If the state had not applied its conversion factor to its measurements, the high reading of 18 millirems would have been around 23 millirems.
Stannard called this “moving the benchmark.”
The department is not trying to fool anyone with the conversion factor, said Irwin.
“We’re trying to be transparent and open,” said Irwin. “If we wanted to, we could have simply put the final numbers in there. We could have said nothing about using dose conversion factors.”
It may be many years before we know what the real effect is of the uprate, said Stannard.
“How long does it take,” said Stannard. “We’ll have to wait 20 years and then decide it was a bad idea.”
In addition to keeping track of radiation levels around the power plant in Vernon, the department also conducted an analysis of the health of people who live near Yankee with respect to radiation-related illness.
“The analysis concludes that there is no statistically significant difference between those who live in the six towns near Vermont Yankee and those who live elsewhere in Windham County or elsewhere in Vermont,” stated a press release accompanying the report.
Epidemiological studies are based upon death certificates, said Maggie Gundersen, a paralegal who has worked on nuclear safety issues. Her husband Arnie was recently appointed to a three-person panel overseeing a state evaluation of the power plant.
“People with cancer leave Windham County to be treated elsewhere. If they die elsewhere, they are not in the Windham County statistics,” she said. “I have not seen any U.S. or Canadian studies that accurately track and monitor the health effects of radiological isotopic releases from operating nuclear power plants. Without that concrete statistical data, any conclusion is meaningless because it is not based upon sound scientific and medical analysis.”
The increase in radiation levels due to the uprate was the only significant change in the more than 1,300 measurements the department takes of air, water, milk, soil, vegetation, sediment and fish taken at the site boundary and in the six surrounding towns, according to the report.
“The state health department’s conclusions on radiation releases from the plant are consistent with the data we have seen,” said Neil Sheehan, spokesman for the NRC. “The federal limit for radiation exposure for a member of the public at a plant’s fence line is 25 millirems per year.
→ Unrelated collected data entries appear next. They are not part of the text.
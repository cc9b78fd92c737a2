//! Simulated verification: authenticity score, flags, and detector signals.
use cav_core::{
    CavError, ConfidenceLevel, DetectionSignal, OperationContext, OperationInput, OperationKind,
    OperationResult, ResultProvider, SimulationConfig, VerificationResult,
};
use chrono::Utc;
use rand::Rng;
use tracing::debug;

use crate::hashing::content_hash;
use crate::SimRng;

/// Signals above this score contribute their finding to the evidence list.
pub const EVIDENCE_THRESHOLD: f64 = 0.5;

#[derive(Debug, Clone, Copy, PartialEq, Eq)]
enum Family {
    AiGeneration,
    Tampering,
}

struct Detector {
    name: &'static str,
    family: Family,
    finding: &'static str,
}

const DETECTORS: [Detector; 8] = [
    Detector {
        name: "frequency_analysis",
        family: Family::AiGeneration,
        finding: "Unnatural frequency domain patterns detected",
    },
    Detector {
        name: "noise_residual",
        family: Family::AiGeneration,
        finding: "Suspicious noise residual patterns detected",
    },
    Detector {
        name: "gan_fingerprint",
        family: Family::AiGeneration,
        finding: "GAN fingerprint patterns detected",
    },
    Detector {
        name: "diffusion_artifact",
        family: Family::AiGeneration,
        finding: "Diffusion model artifacts detected",
    },
    Detector {
        name: "error_level_analysis",
        family: Family::Tampering,
        finding: "Error Level Analysis indicates possible re-compression",
    },
    Detector {
        name: "clone_detection",
        family: Family::Tampering,
        finding: "Cloning/forgery patterns detected",
    },
    Detector {
        name: "splicing_detection",
        family: Family::Tampering,
        finding: "Possible image splicing detected",
    },
    Detector {
        name: "metadata_consistency",
        family: Family::Tampering,
        finding: "Metadata does not match visual content",
    },
];

pub struct SimulatedVerifier {
    config: SimulationConfig,
    rng: SimRng,
}

impl SimulatedVerifier {
    pub fn new(config: SimulationConfig) -> Self {
        Self {
            config,
            rng: SimRng::from_entropy(),
        }
    }

    /// Reproducible draws for tests and demos.
    pub fn with_seed(config: SimulationConfig, seed: u64) -> Self {
        Self {
            config,
            rng: SimRng::seeded(seed),
        }
    }

    pub fn config(&self) -> &SimulationConfig {
        &self.config
    }
}

impl ResultProvider for SimulatedVerifier {
    fn kind(&self) -> OperationKind {
        OperationKind::Verification
    }

    fn id(&self) -> &'static str {
        "sim.verifier"
    }

    fn generate(
        &self,
        input: &OperationInput,
        ctx: &OperationContext,
    ) -> Result<OperationResult, CavError> {
        let content = input.content().ok_or(CavError::InvalidInputError)?;
        let mut rng = self.rng.lock();

        let is_ai_generated = rng.gen::<f64>() < self.config.ai_probability;
        let is_tampered = rng.gen::<f64>() < self.config.tamper_probability;
        let authenticity_score = if is_ai_generated || is_tampered {
            rng.gen_range(0.6..0.8)
        } else {
            rng.gen_range(0.8..=1.0)
        };

        let mut signals = Vec::with_capacity(DETECTORS.len());
        let mut evidence = Vec::new();
        for detector in &DETECTORS {
            let flagged = match detector.family {
                Family::AiGeneration => is_ai_generated,
                Family::Tampering => is_tampered,
            };
            let score: f64 = if flagged {
                rng.gen_range(0.55..=1.0)
            } else {
                rng.gen_range(0.0..EVIDENCE_THRESHOLD)
            };
            if score > EVIDENCE_THRESHOLD {
                evidence.push(detector.finding.to_string());
            }
            signals.push(DetectionSignal {
                name: detector.name.to_string(),
                score,
                confidence: if score >= self.config.high_confidence_threshold {
                    ConfidenceLevel::High
                } else {
                    ConfidenceLevel::Medium
                },
            });
        }

        let content_hash = content_hash(self.config.hash_mode, content, &mut *rng);
        debug!(
            operation_id = %ctx.operation_id,
            generation = ctx.generation,
            authenticity_score,
            is_ai_generated,
            is_tampered,
            "Simulated verification"
        );

        Ok(OperationResult::Verification(VerificationResult {
            authenticity_score,
            is_ai_generated,
            is_tampered,
            signals,
            evidence,
            content_hash,
            timestamp: Utc::now(),
        }))
    }
}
That would mean someone standing at the fence line for the entire year. These limits are conservatively set and protective of public health and safety. The levels recorded by the state fall below these thresholds.”
Before the power uprate, only six dosimeters were used to measure radiation at the site boundary. Since then, 20 have been added. Another 45 are located throughout Vernon and Windham County, including the Vernon Elementary School and 10 other locations nearby. Thirty-four background dosimeters are located in the six Vermont towns in the emergency preparedness zone around Yankee.
One detector at the plant had a reading of 47 millirems. The high reading is due to the fact the device is located on the river side of the plant and is placed relatively close to the reactor, said Irwin.
Vermont Yankee also has its own dosimeters and other equipment for measuring releases.
“We have worked closely with the state department of health and the national lab as they developed a scientifically valid means of determining the level of radiation present over the long term,” said Rob Williams, spokesman for Yankee. “The data clearly shows that our operations are within the state limits which are the most stringent limits set for any plant in the country.”